# [Required work]
Reproduce the section of the listing that begins at the line containing "pub fn help_text(backend: Backend)" and finishes at the line containing "user over DM.". Include both end lines and nothing beyond them.

# [Extracted material]

________

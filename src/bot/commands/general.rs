//! General Discord commands - help text for the active backend.

// Inner module to suppress missing_docs warnings for poise macro-generated code
mod inner {
    #![allow(missing_docs)]

    use crate::{
        bot::{BotData, commands::reply_private},
        config::Backend,
        errors::{Error, Result},
    };

    /// Lists the commands available for `backend`.
    #[must_use]
    pub fn help_text(backend: Backend) -> &'static str {
        match backend {
            Backend::Okto => {
                "**Okto Buddy Help**\n\
                • `/login` - Sign in with Google to link your Okto account.\n\
                • `/wallets` - Show your Okto wallets.\n\
                • `/createwallet` - Create wallets on all supported networks.\n\
                • `/portfolio` - Show your token portfolio.\n\
                • `/userdetails` - Show your Okto user details.\n\
                • `/networks` - List supported networks.\n\
                • `/tokens` - List supported tokens.\n\
                • `/transfer <network> <token_address> <quantity> <recipient>` - Transfer tokens.\n\
                • `/orders` - Show your order history.\n\
                • `/refresh_token` - Refresh your Okto session.\n\
                • `/logout` - Log out of Okto.\n\
                • `/help` - Shows this help message."
            }
            Backend::Solana => {
                "**Okto Buddy Help**\n\
                • `/login` - Create or show your Solana wallet.\n\
                • `/wallet` - Show your wallet address and token balances.\n\
                • `/transfer <token_address> <quantity> <recipient>` - Send SOL or an SPL token.\n\
                • `/swap <input_mint> <output_mint> <quantity>` - Swap tokens through Raydium.\n\
                • `/help` - Shows this help message."
            }
        }
    }

    /// Displays help information about available commands.
    #[poise::command(slash_command, prefix_command)]
    pub async fn help(ctx: poise::Context<'_, BotData, Error>) -> Result<()> {
        reply_private(ctx, help_text(ctx.data().backend())).await
    }
}

// Re-export all commands
pub use inner::*;
//! OAuth callback server.
//!
//! A small axum app running next to the Discord client in the Okto backend.
//! Google redirects the user here after consent; the handler finishes the
//! login and tells the user over DM.

/// Google OAuth redirect handler
pub mod callback;

/// Discord DM delivery
pub mod notify;

pub use notify::{DiscordNotifier, Notifier};

use crate::{
    clients::{GoogleOAuth, OktoClient},
    config::settings::ServerSettings,
    errors::Result,
};
use axum::{Router, routing::get};
use sea_orm::DatabaseConnection;
use std::{future::Future, sync::Arc};
use tokio::net::TcpListener;
use tracing::info;

/// State shared by the callback handlers
#[derive(Clone)]
pub struct AppState {
    /// Session store
    pub db: DatabaseConnection,
    /// Trades Google ID tokens for Okto sessions
    pub okto: OktoClient,
    /// Exchanges the authorization code
    pub google: GoogleOAuth,
    /// Tells the user the login finished
    pub notifier: Arc<dyn Notifier>,
}

/// Routes of the callback server.
pub fn router(state: AppState) -> Router {
    Router::new()
        .route(ServerSettings::CALLBACK_PATH, get(callback::google_callback))
        .with_state(state)
}

/// Serves the callback routes on `listener` until `shutdown` resolves.
pub async fn serve<F>(listener: TcpListener, state: AppState, shutdown: F) -> Result<()>
where
    F: Future<Output = ()> + Send + 'static,
{
    info!("OAuth callback server listening on {}", listener.local_addr()?);
    axum::serve(listener, router(state))
        .with_graceful_shutdown(shutdown)
        .await?;
    Ok(())
}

________

# [Result below]
    pub fn help_text(backend: Backend) -> &'static str {
        match backend {
            Backend::Okto => {
                "**Okto Buddy Help**\n\
                • `/login` - Sign in with Google to link your Okto account.\n\
                • `/wallets` - Show your Okto wallets.\n\
                • `/createwallet` - Create wallets on all supported networks.\n\
                • `/portfolio` - Show your token portfolio.\n\
                • `/userdetails` - Show your Okto user details.\n\
                • `/networks` - List supported networks.\n\
                • `/tokens` - List supported tokens.\n\
                • `/transfer <network> <token_address> <quantity> <recipient>` - Transfer tokens.\n\
                • `/orders` - Show your order history.\n\
                • `/refresh_token` - Refresh your Okto session.\n\
                • `/logout` - Log out of Okto.\n\
                • `/help` - Shows this help message."
            }
            Backend::Solana => {
                "**Okto Buddy Help**\n\
                • `/login` - Create or show your Solana wallet.\n\
                • `/wallet` - Show your wallet address and token balances.\n\
                • `/transfer <token_address> <quantity> <recipient>` - Send SOL or an SPL token.\n\
                • `/swap <input_mint> <output_mint> <quantity>` - Swap tokens through Raydium.\n\
                • `/help` - Shows this help message."
            }
        }
    }

    /// Displays help information about available commands.
    #[poise::command(slash_command, prefix_command)]
    pub async fn help(ctx: poise::Context<'_, BotData, Error>) -> Result<()> {
        reply_private(ctx, help_text(ctx.data().backend())).await
    }
}

// Re-export all commands
pub use inner::*;
//! OAuth callback server.
//!
//! A small axum app running next to the Discord client in the Okto backend.
//! Google redirects the user here after consent; the handler finishes the
//! login and tells the user over DM.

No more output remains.